The Ni–Al alloy is prepared by dissolving nickel in molten aluminium followed by cooling ("quenching"). Depending on the Ni:Al ratio, quenching produces a number of different phases.
During the quenching procedure, small amounts of a third metal, such as zinc or chromium, are added to enhance the activity of the resulting catalyst. This third metal is called a "promoter". The promoter changes the mixture from a binary alloy to a ternary alloy, which can lead to different quenching and leaching properties during activation.

===Activation===
In the activation process, the alloy, usually as a fine powder, is treated with a concentrated solution of sodium hydroxide. The simplified leaching reaction is given by the following chemical equation:

2 Al + 2 NaOH + 6 H_{2}O → 2 Na[Al(OH)_{4}] + 3 H_{2}
The formation of sodium aluminate (Na[Al(OH)_{4}]) requires that solutions of high concentration of sodium hydroxide be used to avoid the formation of aluminium hydroxide, which otherwise would precipitate as bayerite. Hence sodium hydroxide solutions with concentrations of up to 5 M are used.
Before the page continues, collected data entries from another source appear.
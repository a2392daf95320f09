/*!
# Queries

A [`Query`] is a named continuous query registered by a client. It wraps the raw
expression text and lazily derives, at most once each:

- the parsed statement
- the sorted unique **targets** (event streams) it reads, at any nesting depth
- the sorted unique **aliases** it declares
- the **field map**: which fields each target must provide

```
use eventql::eventql::sql::query::{FieldScope, Query};

let query = Query::builder("q1", "select field1, other.field2 from TargetA as other")
    .build()
    .unwrap();

assert_eq!(query.targets().unwrap(), ["TargetA"]);
assert_eq!(query.aliases().unwrap(), ["other"]);
assert_eq!(
    query.fields(FieldScope::Target("TargetA")).unwrap(),
    ["field1", "field2"]
);
```

[`SubQuery`] handles expose the same exploration contract over nested statements
without owning any text.
*/

mod explorer;
mod field_map;

pub use field_map::{FieldMap, FieldScope};

use crate::eventql::config::AnalysisConfig;
use crate::eventql::sql::ast::node::{AstNode, NodeKind};
use crate::eventql::sql::ast::{SelectStatement, StatementModel};
use crate::eventql::sql::error::{QueryError, QueryResult};
use crate::eventql::sql::parser::EventQueryParser;
use base64::engine::general_purpose::STANDARD;
use base64::Engine;
use serde::{Deserialize, Serialize};
use std::cmp::Ordering;
use std::collections::{BTreeSet, HashMap};
use std::sync::OnceLock;

/// Wire form of a registered query
#[derive(Debug, Clone, PartialEq, Eq, Serialize, Deserialize)]
pub struct QueryInfo {
    pub name: String,
    pub group: Option<String>,
    pub expression: String,
    pub targets: Vec<String>,
}

/// Persistence form of a query, restorable with [`Query::from_dump`]
#[derive(Debug, Clone, PartialEq, Eq, Serialize, Deserialize)]
pub struct QueryDump {
    pub name: String,
    pub group: Option<String>,
    pub expression: String,
}

/// Builder for [`Query`]
#[derive(Debug, Clone)]
pub struct QueryBuilder {
    name: String,
    expression: String,
    group: Option<String>,
    hook: Option<String>,
    config: AnalysisConfig,
}

impl QueryBuilder {
    pub fn group(mut self, group: impl Into<String>) -> Self {
        self.group = Some(group.into());
        self
    }

    /// Standard base64 encoded hook payload, decoded at build time.
    pub fn hook(mut self, encoded: impl Into<String>) -> Self {
        self.hook = Some(encoded.into());
        self
    }

    pub fn config(mut self, config: AnalysisConfig) -> Self {
        self.config = config;
        self
    }

    pub fn build(self) -> QueryResult<Query> {
        if self.name.trim().is_empty() {
            return Err(QueryError::argument_error("Query name MUST NOT be blank"));
        }
        if self.expression.trim().is_empty() {
            return Err(QueryError::argument_error(
                "Query expression MUST NOT be blank",
            ));
        }
        if self.expression.len() > self.config.max_expression_length {
            return Err(QueryError::argument_error(format!(
                "Query expression is {} bytes, longer than the limit of {}",
                self.expression.len(),
                self.config.max_expression_length
            )));
        }
        let hook = match self.hook {
            Some(encoded) => Some(STANDARD.decode(encoded.trim()).map_err(|e| {
                QueryError::argument_error(format!("Query hook is not valid base64: {}", e))
            })?),
            None => None,
        };

        Ok(Query {
            name: self.name,
            group: self.group,
            expression: self.expression,
            statement_name: None,
            hook,
            config: self.config,
            ast: OnceLock::new(),
            targets: OnceLock::new(),
            aliases: OnceLock::new(),
            fields: OnceLock::new(),
        })
    }
}

/// A named continuous query
#[derive(Debug)]
pub struct Query {
    name: String,
    group: Option<String>,
    expression: String,
    statement_name: Option<String>,
    hook: Option<Vec<u8>>,
    config: AnalysisConfig,
    ast: OnceLock<SelectStatement>,
    targets: OnceLock<Vec<String>>,
    aliases: OnceLock<Vec<String>>,
    fields: OnceLock<FieldMap>,
}

impl Query {
    pub fn builder(name: impl Into<String>, expression: impl Into<String>) -> QueryBuilder {
        QueryBuilder {
            name: name.into(),
            expression: expression.into(),
            group: None,
            hook: None,
            config: AnalysisConfig::default(),
        }
    }

    pub fn new(
        name: impl Into<String>,
        group: Option<String>,
        expression: impl Into<String>,
    ) -> QueryResult<Self> {
        let mut builder = Self::builder(name, expression);
        builder.group = group;
        builder.build()
    }

    /// Restore a query from its persisted form.
    pub fn from_dump(dump: QueryDump) -> QueryResult<Self> {
        Self::new(dump.name, dump.group, dump.expression)
    }

    pub fn name(&self) -> &str {
        &self.name
    }

    pub fn group(&self) -> Option<&str> {
        self.group.as_deref()
    }

    pub fn expression(&self) -> &str {
        &self.expression
    }

    pub fn hook(&self) -> Option<&[u8]> {
        self.hook.as_deref()
    }

    /// Name of the running statement, once the runtime has registered it.
    pub fn statement_name(&self) -> Option<&str> {
        self.statement_name.as_deref()
    }

    pub fn set_statement_name(&mut self, statement_name: impl Into<String>) {
        self.statement_name = Some(statement_name.into());
    }

    pub fn config(&self) -> &AnalysisConfig {
        &self.config
    }

    /// The parsed statement. A parse failure is not cached.
    pub fn ast(&self) -> QueryResult<&SelectStatement> {
        if let Some(ast) = self.ast.get() {
            return Ok(ast);
        }
        let parsed = EventQueryParser::with_config(&self.config).parse(&self.expression)?;
        Ok(self.ast.get_or_init(|| parsed))
    }

    /// Parse the expression into a fresh, independently mutable statement model.
    pub fn compile(&self) -> QueryResult<StatementModel> {
        EventQueryParser::with_config(&self.config).compile(&self.expression)
    }

    /// Sorted unique target names referenced anywhere in the query.
    pub fn targets(&self) -> QueryResult<&[String]> {
        if let Some(targets) = self.targets.get() {
            return Ok(targets);
        }
        let targets = collect_targets(AstNode::Statement(self.ast()?));
        Ok(self.targets.get_or_init(|| targets))
    }

    /// Sorted unique alias names declared anywhere in the query.
    pub fn aliases(&self) -> QueryResult<&[String]> {
        if let Some(aliases) = self.aliases.get() {
            return Ok(aliases);
        }
        let aliases = collect_aliases(AstNode::Statement(self.ast()?));
        Ok(self.aliases.get_or_init(|| aliases))
    }

    /// Every nested subquery, at any depth.
    pub fn subqueries(&self) -> QueryResult<Vec<SubQuery<'_>>> {
        Ok(AstNode::Statement(self.ast()?)
            .collect(NodeKind::Subquery)
            .into_iter()
            .filter_map(|node| node.statement().map(SubQuery::new))
            .collect())
    }

    /// Attribute every field reference to a target.
    ///
    /// `outer_targets` become additional known targets; `alias_overrides` seeds the
    /// alias map and is shadowed by aliases the query declares itself.
    pub fn explore(
        &self,
        outer_targets: &[String],
        alias_overrides: &HashMap<String, String>,
    ) -> QueryResult<FieldMap> {
        let outer: BTreeSet<String> = outer_targets.iter().cloned().collect();
        explorer::explore_scope(
            AstNode::Statement(self.ast()?),
            &outer,
            alias_overrides,
            &BTreeSet::new(),
        )
    }

    /// The field map of the query, explored once and cached.
    pub fn field_map(&self) -> QueryResult<&FieldMap> {
        if let Some(fields) = self.fields.get() {
            return Ok(fields);
        }
        let fields = self.explore(&[], &HashMap::new())?;
        Ok(self.fields.get_or_init(|| fields))
    }

    /// Fields of one bucket of the field map. A target the query does not read has
    /// no fields.
    pub fn fields(&self, scope: FieldScope<'_>) -> QueryResult<&[String]> {
        Ok(self.field_map()?.get(scope).unwrap_or(&[]))
    }

    pub fn to_info(&self) -> QueryResult<QueryInfo> {
        Ok(QueryInfo {
            name: self.name.clone(),
            group: self.group.clone(),
            expression: self.expression.clone(),
            targets: self.targets()?.to_vec(),
        })
    }

    pub fn dump(&self) -> QueryDump {
        QueryDump {
            name: self.name.clone(),
            group: self.group.clone(),
            expression: self.expression.clone(),
        }
    }
}

/// A copy carries the definition only: no statement name, nothing cached.
impl Clone for Query {
    fn clone(&self) -> Self {
        Self {
            name: self.name.clone(),
            group: self.group.clone(),
            expression: self.expression.clone(),
            statement_name: None,
            hook: self.hook.clone(),
            config: self.config.clone(),
            ast: OnceLock::new(),
            targets: OnceLock::new(),
            aliases: OnceLock::new(),
            fields: OnceLock::new(),
        }
    }
}

impl PartialEq for Query {
    fn eq(&self, other: &Self) -> bool {
        self.cmp(other) == Ordering::Equal
    }
}

impl Eq for Query {}

impl PartialOrd for Query {
    fn partial_cmp(&self, other: &Self) -> Option<Ordering> {
        Some(self.cmp(other))
    }
}

/// Group first (a query without a group sorts before any grouped query), then name.
impl Ord for Query {
    fn cmp(&self, other: &Self) -> Ordering {
        (self.group.as_ref(), &self.name).cmp(&(other.group.as_ref(), &other.name))
    }
}

/// A nested `SELECT` inside a query.
///
/// Borrows its node from the owning query's tree; it has no name and no text of its
/// own and is never registered.
#[derive(Debug, Clone, Copy)]
pub struct SubQuery<'a> {
    node: &'a SelectStatement,
}

impl<'a> SubQuery<'a> {
    pub fn new(node: &'a SelectStatement) -> Self {
        Self { node }
    }

    pub fn name(&self) -> &'static str {
        ""
    }

    pub fn expression(&self) -> &'static str {
        ""
    }

    pub fn ast(&self) -> &'a SelectStatement {
        self.node
    }

    pub fn targets(&self) -> Vec<String> {
        collect_targets(AstNode::Subquery(self.node))
    }

    pub fn aliases(&self) -> Vec<String> {
        collect_aliases(AstNode::Subquery(self.node))
    }

    /// Subqueries nested below this one, at any depth.
    pub fn subqueries(&self) -> Vec<SubQuery<'a>> {
        AstNode::Subquery(self.node)
            .collect(NodeKind::Subquery)
            .into_iter()
            .filter_map(|node| node.statement().map(SubQuery::new))
            .collect()
    }

    pub fn explore(
        &self,
        outer_targets: &[String],
        alias_overrides: &HashMap<String, String>,
    ) -> QueryResult<FieldMap> {
        let outer: BTreeSet<String> = outer_targets.iter().cloned().collect();
        explorer::explore_scope(
            AstNode::Subquery(self.node),
            &outer,
            alias_overrides,
            &BTreeSet::new(),
        )
    }
}

fn collect_targets(root: AstNode<'_>) -> Vec<String> {
    let targets: BTreeSet<String> = root
        .collect(NodeKind::Stream)
        .into_iter()
        .filter_map(|node| match node {
            AstNode::Stream(stream) => Some(stream.targets()),
            _ => None,
        })
        .flatten()
        .map(str::to_string)
        .collect();
    targets.into_iter().collect()
}

fn collect_aliases(root: AstNode<'_>) -> Vec<String> {
    let aliases: BTreeSet<String> = root
        .collect(NodeKind::Stream)
        .into_iter()
        .filter_map(|node| match node {
            AstNode::Stream(stream) => Some(stream.aliases()),
            _ => None,
        })
        .flatten()
        .map(|(alias, _)| alias.to_string())
        .collect();
    aliases.into_iter().collect()
}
The temperature used to leach the alloy has a marked effect on the properties of the catalyst. Commonly, leaching is conducted between 70 and 100 °C. The surface area of Raney nickel (and related catalysts in general) tends to decrease with increasing leaching temperature. This is due to structural rearrangements within the alloy that may be considered analogous to sintering, where alloy ligaments would start adhering to each other at higher temperatures, leading to the loss of the porous structure.

During the activation process, Al is leached out of the NiAl_{3} and Ni_{2}Al_{3} phases that are present in the alloy, while most of the Ni remains, in the form of NiAl. The removal of Al from some phases but not others is known as "selective leaching". The NiAl phase has been shown to provide the structural and thermal stability of the catalyst. As a result, the catalyst is quite resistant to decomposition ("breaking down", commonly known as "aging"). This resistance allows Raney nickel to be stored and reused for an extended period; however, fresh preparations are usually preferred for laboratory use. For this reason, commercial Raney nickel is available in both "active" and "inactive" forms.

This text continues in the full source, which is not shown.